The line containing "if let Some(ext)" and every line after it through the end of the records: return those exactly, and nothing more.

Data section START

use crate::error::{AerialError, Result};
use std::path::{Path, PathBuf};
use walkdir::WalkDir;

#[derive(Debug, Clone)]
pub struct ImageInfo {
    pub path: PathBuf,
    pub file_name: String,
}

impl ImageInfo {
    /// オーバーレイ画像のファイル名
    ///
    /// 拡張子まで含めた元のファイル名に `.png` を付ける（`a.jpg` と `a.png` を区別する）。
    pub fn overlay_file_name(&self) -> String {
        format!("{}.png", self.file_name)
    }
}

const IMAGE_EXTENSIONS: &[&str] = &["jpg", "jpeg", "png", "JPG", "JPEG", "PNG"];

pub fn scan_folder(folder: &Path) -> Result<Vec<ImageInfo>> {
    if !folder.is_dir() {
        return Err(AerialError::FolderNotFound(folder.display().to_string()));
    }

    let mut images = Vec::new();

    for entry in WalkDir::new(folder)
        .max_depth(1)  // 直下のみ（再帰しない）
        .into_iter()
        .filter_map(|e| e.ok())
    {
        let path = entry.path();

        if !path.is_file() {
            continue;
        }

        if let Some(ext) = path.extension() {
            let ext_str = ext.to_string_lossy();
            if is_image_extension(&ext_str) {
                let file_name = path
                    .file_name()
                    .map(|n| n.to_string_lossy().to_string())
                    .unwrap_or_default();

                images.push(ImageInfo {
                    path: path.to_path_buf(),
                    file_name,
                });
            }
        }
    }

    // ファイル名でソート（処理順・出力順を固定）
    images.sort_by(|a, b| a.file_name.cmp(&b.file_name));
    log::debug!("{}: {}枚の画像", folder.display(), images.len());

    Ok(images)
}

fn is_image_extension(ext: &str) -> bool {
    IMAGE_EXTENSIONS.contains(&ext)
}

Data section END

Expected answer:
        if let Some(ext) = path.extension() {
            let ext_str = ext.to_string_lossy();
            if is_image_extension(&ext_str) {
                let file_name = path
                    .file_name()
                    .map(|n| n.to_string_lossy().to_string())
                    .unwrap_or_default();

                images.push(ImageInfo {
                    path: path.to_path_buf(),
                    file_name,
                });
            }
        }
    }

    // ファイル名でソート（処理順・出力順を固定）
    images.sort_by(|a, b| a.file_name.cmp(&b.file_name));
    log::debug!("{}: {}枚の画像", folder.display(), images.len());

    Ok(images)
}

fn is_image_extension(ext: &str) -> bool {
    IMAGE_EXTENSIONS.contains(&ext)
}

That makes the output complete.